Physical-Layer Signal Injection Attacks on EV Charging Ports: Bypassing Authentication via Electrical-Level Exploits

The proliferation of electric vehicles in recent years has significantly expanded the charging infrastructure while introducing new security risks to both vehicles and chargers. In this paper, we investigate the security of major charging protocols such as SAE J1772, CCS, IEC 61851, GB/T 20234, and NACS, uncovering new physical signal spoofing attacks in their authentication mechanisms. By inserting a compact malicious device into the charger connector, attackers can inject fraudulent signals to sabotage the charging process, leading to denial of service, vehicle-induced charger lockout, and damage to the chargers or the vehicle's charge management system. To demonstrate the feasibility of our attacks, we propose PORTulator, a proof-of-concept (PoC) attack hardware, including a charger gun plugin device for injecting physical signals and a wireless controller for remote manipulation.
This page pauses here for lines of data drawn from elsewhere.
impl SimulationConfig {
    /// Configuration with every optional field at its default
    pub fn new(particle_capacity: usize, influence_radius: f32, boundary: Vec2) -> Self {
        Self {
            name: default_name(),
            particle_capacity,
            max_springs_per_particle: default_max_springs(),
            influence_radius,
            boundary,
            outer_steps: default_outer_steps(),
            sub_steps: default_sub_steps(),
            rb_update_divisor: default_rb_divisor(),
            precision: PrecisionTable::default(),
            time_step_mode: TimeStepMode::default(),
            time_step: default_time_step(),
            time_scale: default_time_scale(),
            program_speed: default_program_speed(),
            slow_motion_factor: default_slow_motion_factor(),
            max_frame_time: default_max_frame_time(),
            interaction_radius: default_interaction_radius(),
            interaction_strength: default_interaction_strength(),
            springs_enabled: false,
            max_pending_particles: default_max_pending(),
            backend: BackendChoice::default(),
            target_frame_rate: default_target_frame_rate(),
            max_frames: None,
            max_time: None,
            scene: SceneConfig::default(),
        }
    }

    /// Load configuration from a JSON file
    pub fn load(path: impl Into<PathBuf>) -> Result<Self, ConfigError> {
        let path = path.into();
        let contents = fs::read_to_string(&path).map_err(|source| ConfigError::Read { path, source })?;
        Self::from_json(&contents)
    }

    /// Parse and validate configuration JSON
    pub fn from_json(json: &str) -> Result<Self, ConfigError> {
        let config: SimulationConfig = serde_json::from_str(json)?;
        config.validate()?;
        Ok(config)
    }

    /// Validate the configuration
    pub fn validate(&self) -> Result<(), ConfigError> {
        let invalid = |msg: &str| Err(ConfigError::Invalid(msg.to_string()));

        if self.particle_capacity == 0 {
            return invalid("particle_capacity must be at least 1");
        }
        if !(self.influence_radius > 0.0) || !self.influence_radius.is_finite() {
            return invalid("influence_radius must be positive");
        }
        if self.boundary.x < self.influence_radius || self.boundary.y < self.influence_radius {
            return invalid("boundary must be at least one influence radius in each axis");
        }
        if self.outer_steps == 0 || self.sub_steps == 0 {
            return invalid("outer_steps and sub_steps must be at least 1");
        }
        if self.rb_update_divisor == 0 {
            return invalid("rb_update_divisor must be at least 1");
        }
        if self.precision.iter().any(|(_, p)| !(p > 0.0)) {
            return invalid("every precision must be positive");
        }
        if !(self.time_step > 0.0) {
            return invalid("time_step must be positive");
        }
        if !(self.time_scale >= 0.0) {
            return invalid("time_scale must be non-negative");
        }
        if !(self.program_speed >= 0.0) {
            return invalid("program_speed must be non-negative");
        }
        if !(self.slow_motion_factor >= 1.0) {
            return invalid("slow_motion_factor must be at least 1");
        }
        if !(self.max_frame_time > 0.0) {
            return invalid("max_frame_time must be positive");
        }
        if self.interaction_radius < 0.0 {
            return invalid("interaction_radius must be non-negative");
        }
        if !(self.target_frame_rate > 0.0) {
            return invalid("target_frame_rate must be positive");
        }
        if self.max_frames == Some(0) {
            return invalid("max_frames must be at least 1");
        }
        if let Some(max_time) = self.max_time {
            if !(max_time > 0.0) {
                return invalid("max_time must be positive");
            }
        }

        for (i, block) in self.scene.fluid_blocks.iter().enumerate() {
            if !(block.spacing > 0.0) {
                return Err(ConfigError::Invalid(format!("fluid block {i}: spacing must be positive")));
            }
            if block.min.x > block.max.x || block.min.y > block.max.y {
                return Err(ConfigError::Invalid(format!("fluid block {i}: min must not exceed max")));
            }
        }

        let bodies = self.scene.rigid_bodies.len();
        for (i, body) in self.scene.rigid_bodies.iter().enumerate() {
            if body.vertices.len() < 3 {
                return Err(ConfigError::Invalid(format!("rigid body {i}: needs at least 3 vertices")));
            }
            if body.mass < 0.0 {
                return Err(ConfigError::Invalid(format!("rigid body {i}: mass must be non-negative")));
            }
            if let Some(link) = body.linked_body {
                if link as usize >= bodies || link as usize == i {
                    return Err(ConfigError::Invalid(format!("rigid body {i}: invalid spring link {link}")));
                }
            }
        }

        Ok(())
    }

    /// Kernel world sizing derived from this configuration
    pub fn world_config(&self) -> WorldConfig {
        WorldConfig {
            particle_capacity: self.particle_capacity,
            max_springs_per_particle: self.max_springs_per_particle,
            influence_radius: self.influence_radius,
            boundary: self.boundary,
            precision: self.precision,
            materials: self.scene.materials.clone(),
        }
    }

    /// Sub-steps per frame
    pub fn steps_per_frame(&self) -> u32 {
        self.outer_steps * self.sub_steps
    }
}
By evaluating PORTulator on multiple real-world chargers, we identify 7 charging standards used by 20 charger piles that are vulnerable to our attacks. The root cause is that chargers use simple physical signals for authentication and control, making them easily spoofed by attackers. To address this issue, we propose enhancing authentication circuits by integrating non-resistive memory components and utilizing dynamic high-frequency Pulse Width Modulation (PWM) signals to counter such physical signal spoofing attacks.